Par mémoire de son mandataire du 6 mars 2012, B. demande l'allocation de la somme deCHF 5'000.-à titre "d'indemnisation et réparation morale" au sens de la LAVI. Elle indique que le montant de l'indemnité pour tort moral fixé par le Tribunal pénal de l'arrondissement du Lac paraît relativement faible compte tenu des montants retenus par la jurisprudence dans des cas similaires. Elle relève par ailleurs l'attitude absolument inacceptable de X. et Y. qui, profitant de la crédulité de la victime, ont obtenu de sa part diverses faveurs sexuelles ainsi que des relations sexuelles complètes. Les prévenus ont échangé à plusieurs reprises leurs partenaires, qui n'étaient pas pleinement conscientes des actes qu'elles subissaient, puisque elles étaient vraisemblablement sous l'effet du cannabis. La requérante dit être marquée à vie par les événements qui se sont produits cette nuit-là et dont les réminiscences sont difficiles à supporter aujourd'hui. La requérante allègue que, dans ces circonstances, un montant deCHF 5'000.-à titre de réparation morale semble tenir d'avantage compte des spécificités du cas d'espèce et du caractère particulièrement odieux des actes commis par les auteurs.

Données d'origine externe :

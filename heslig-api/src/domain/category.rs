use strum::Display;

/// The two searchable collections.
#[derive(Debug, Clone, Copy, PartialEq, Eq, Hash, Display)]
pub enum SearchCategory {
    #[strum(serialize = "image-posts")]
    ImagePosts,
    #[strum(serialize = "comments")]
    Comments,
}
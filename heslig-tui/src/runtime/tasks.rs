use crate::api::ApiClient;
use crate::app::App;

use super::messages::{Message, MessageTx};

/// Submit the current input as a combined search. Both category requests
/// run in one task, so aborting the stored handle cancels both.
pub(super) fn spawn_search(app: &mut App, client: &ApiClient, tx: &MessageTx) {
    let Some(term) = app.begin_search() else {
        return;
    };

    let client = client.clone();
    let tx = tx.clone();
    let handle = tokio::spawn(async move {
        let message = match client.search_both(&term).await {
            Ok((posts, comments)) => Message::SearchCompleted { posts, comments },
            Err(_) => Message::SearchFailed,
        };
        let _ = tx.send(message);
    });

    app.search_task = Some(handle);
}

/// Load-more tasks are per category and independent; they are not tracked
/// for cancellation and a new search does not abort them.
pub(super) fn spawn_more_posts(app: &mut App, client: &ApiClient, tx: &MessageTx) {
    let Some((term, offset)) = app.posts.begin_load_more() else {
        return;
    };

    let client = client.clone();
    let tx = tx.clone();
    tokio::spawn(async move {
        let message = match client.search_image_posts(&term, offset).await {
            Ok(page) => Message::MorePostsLoaded(page),
            Err(_) => Message::MorePostsFailed,
        };
        let _ = tx.send(message);
    });
}

pub(super) fn spawn_more_comments(app: &mut App, client: &ApiClient, tx: &MessageTx) {
    let Some((term, offset)) = app.comments.begin_load_more() else {
        return;
    };

    let client = client.clone();
    let tx = tx.clone();
    tokio::spawn(async move {
        let message = match client.search_comments(&term, offset).await {
            Ok(page) => Message::MoreCommentsLoaded(page),
            Err(_) => Message::MoreCommentsFailed,
        };
        let _ = tx.send(message);
    });
}

/// Fetch the stats footer once at startup. Failures are simply ignored;
/// the footer stays empty.
pub(super) fn spawn_stats_fetch(client: &ApiClient, tx: &MessageTx) {
    let client = client.clone();
    let tx = tx.clone();
    tokio::spawn(async move {
        if let Ok(stats) = client.fetch_stats().await {
            let _ = tx.send(Message::StatsLoaded(stats));
        }
    });
}
use std::fmt;
use std::time::Duration;

use moka::sync::Cache;

use crate::domain::{CommentHit, PostHit, SearchCategory, SearchPage};

const MAX_ENTRIES: u64 = 50_000;
const ENTRY_TTL: Duration = Duration::from_secs(5 * 60);

/// One cache entry per category, term and page offset.
#[derive(Debug, Clone, PartialEq, Eq, Hash)]
pub struct CacheKey {
    category: SearchCategory,
    term: String,
    offset: i64,
}

impl CacheKey {
    pub fn new(category: SearchCategory, term: &str, offset: i64) -> Self {
        Self {
            category,
            term: term.to_string(),
            offset,
        }
    }
}

impl fmt::Display for CacheKey {
    fn fmt(&self, f: &mut fmt::Formatter<'_>) -> fmt::Result {
        write!(f, "{}:{}:{}", self.category, self.term, self.offset)
    }
}

#[derive(Clone)]
enum CachedPage {
    ImagePosts(SearchPage<PostHit>),
    Comments(SearchPage<CommentHit>),
}

/// Read-through cache for shaped result pages.
///
/// Entries expire after a fixed TTL; the capacity bound covers both
/// categories together. Entries are replaced wholesale, never mutated.
#[derive(Clone)]
pub struct SearchCache {
    inner: Cache<CacheKey, CachedPage>,
}

impl SearchCache {
    pub fn new() -> Self {
        Self::with_ttl(ENTRY_TTL)
    }

    /// Cache with a custom entry lifetime. Tests use short ones.
    pub fn with_ttl(ttl: Duration) -> Self {
        Self {
            inner: Cache::builder()
                .max_capacity(MAX_ENTRIES)
                .time_to_live(ttl)
                .build(),
        }
    }

    pub fn get_posts(&self, key: &CacheKey) -> Option<SearchPage<PostHit>> {
        match self.inner.get(key) {
            Some(CachedPage::ImagePosts(page)) => Some(page),
            _ => None,
        }
    }

    pub fn insert_posts(&self, key: CacheKey, page: SearchPage<PostHit>) {
        self.inner.insert(key, CachedPage::ImagePosts(page));
    }

    pub fn get_comments(&self, key: &CacheKey) -> Option<SearchPage<CommentHit>> {
        match self.inner.get(key) {
            Some(CachedPage::Comments(page)) => Some(page),
            _ => None,
        }
    }

    pub fn insert_comments(&self, key: CacheKey, page: SearchPage<CommentHit>) {
        self.inner.insert(key, CachedPage::Comments(page));
    }
}

impl Default for SearchCache {
    fn default() -> Self {
        Self::new()
    }
}
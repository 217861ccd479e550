mod event_loop;
mod messages;
mod tasks;

pub use event_loop::run_app;
use anyhow::{Context, Result};
use serde::{Deserialize, Serialize};
use std::path::PathBuf;

#[derive(Debug, Clone, Serialize, Deserialize)]
pub struct HesligConfig {
    /// Base URL of the heslig-api server, e.g. "http://localhost:8080"
    #[serde(default = "default_api_url")]
    pub api_url: String,
}

fn default_api_url() -> String {
    "http://localhost:8080".to_string()
}

impl Default for HesligConfig {
    fn default() -> Self {
        Self {
            api_url: default_api_url(),
        }
    }
}

impl HesligConfig {
    pub fn config_path() -> Result<PathBuf> {
        Ok(dirs::config_dir()
            .context("Cannot determine config directory")?
            .join("heslig-tui")
            .join("config.toml"))
    }

    /// Load config from disk. Returns default config if file doesn't exist.
    pub fn load() -> Result<Self> {
        let path = Self::config_path()?;
        if !path.exists() {
            return Ok(Self::default());
        }
        let raw = std::fs::read_to_string(&path)
            .with_context(|| format!("Failed to read config at {}", path.display()))?;
        let config: Self = toml::from_str(&raw)
            .with_context(|| format!("Failed to parse config at {}", path.display()))?;
        Ok(config)
    }

    /// Save config to disk, creating parent directories as needed.
    #[allow(dead_code)]
    pub fn save(&self) -> Result<()> {
        let path = Self::config_path()?;
        if let Some(parent) = path.parent() {
            std::fs::create_dir_all(parent)?;
        }
        let raw = toml::to_string_pretty(self)?;
        std::fs::write(&path, raw)?;
        Ok(())
    }
}
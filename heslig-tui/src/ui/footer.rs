use crate::app::App;
use ratatui::{
    layout::{Constraint, Direction, Layout, Rect},
    style::{Color, Modifier, Style},
    text::Line,
    widgets::Paragraph,
    Frame,
};

pub(super) fn render(frame: &mut Frame, area: Rect, app: &App) {
    let rows = Layout::default()
        .direction(Direction::Vertical)
        .constraints([
            Constraint::Length(1),
            Constraint::Length(1),
            Constraint::Length(1),
        ])
        .split(area);

    frame.render_widget(stats_line(app), rows[0]);
    frame.render_widget(hint_line(app), rows[1]);
    frame.render_widget(keys_line(), rows[2]);
}

fn stats_line(app: &App) -> Paragraph<'static> {
    let text = match &app.stats {
        Some(stats) => format!(
            "{} Suchanfragen | {} Posts | {} Kommentare | {:.1} GiB Index",
            format_count(stats.submitted_searches()),
            format_count(stats.entries.image_posts),
            format_count(stats.entries.comments),
            stats.database_gib(),
        ),
        None => String::new(),
    };
    Paragraph::new(text).style(Style::default().fg(Color::DarkGray))
}

fn hint_line(app: &App) -> Paragraph<'static> {
    if app.failed {
        return Paragraph::new(Line::from(crate::app::FAILURE_BANNER)).style(
            Style::default()
                .fg(Color::Red)
                .add_modifier(Modifier::BOLD),
        );
    }
    Paragraph::new(app.current_hint()).style(
        Style::default()
            .fg(Color::DarkGray)
            .add_modifier(Modifier::ITALIC),
    )
}

fn keys_line() -> Paragraph<'static> {
    Paragraph::new("Enter: Suche | Ctrl+P: mehr Posts | Ctrl+K: mehr Kommentare | Esc: beenden")
        .style(Style::default().fg(Color::DarkGray))
}

/// Thousands separator, German style: 3100000 -> "3.100.000".
fn format_count(n: u64) -> String {
    let digits = n.to_string();
    let mut out = String::with_capacity(digits.len() + digits.len() / 3);
    for (i, c) in digits.chars().enumerate() {
        if i > 0 && (digits.len() - i) % 3 == 0 {
            out.push('.');
        }
        out.push(c);
    }
    out
}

La requérante, actuellement au bénéfice d'un contrat d'écolage auprès d'une école de coiffure à Nyon et sans aucun revenu, sollicite par ailleurs l'assistance judiciaire.
C.
Aux termes de l'article 1 LAVI, toute personne qui a subi, du fait d'une infraction, une atteinte directe à son intégrité physique, psychique ou sexuelle, a droit au soutien prévu par la loi. Selon l'article 2 LAVI, l'aide aux victimes comprend notamment l'indemnisation du dommage (art. 19 ss LAVI) ainsi que la réparation morale (art. 22 ss LAVI).
La notion de victime ne dépend pas de la qualification de l'infraction mais exclusivement de ses effets sur le lésé. Il faut déterminer si, au regard des conséquences de l'infraction en cause, le lésé pouvait légitiment invoquer le besoin de protection prévu par la loi (ATF 129 IV 216).
En l'espèce, il ne fait aucun doute que la requérante, qui a subi une atteinte directe à son intégrité sexuelle alors qu'elle était de surcroît mineure, est une victime au sens de la LAVI. Par ailleurs, les auteurs de l'infraction sont actuellement détenus et purgent une peine privative de liberté relativement longue. Ils ont obtenu l'assistance judiciaire dans le cadre de la procédure pénale. Il apparaît dès lors que toutes démarches dirigées contre les auteurs de l'infraction, en vue du paiement des indemnités auxquelles ils ont été condamnés, paraissent vouées à l'échec de sorte que l'intervention de l'Etat, dans le cadre de la LAVI, se justifie.
D.
Selon l'article 22 LAVI, La victime et ses proches ont droit à une réparation morale lorsque la gravité de l'atteinte le justifie; les articles 47 et 49 du code des obligations s'appliquent par analogie. Avec la nouvelle LAVI entrée en vigueur le 1er janvier 2009, le montant de la réparation morale a été plafonné àCHF 70'000.-pour la victime etCHF 35'000.-pour ses proches (art. 23 LAVI).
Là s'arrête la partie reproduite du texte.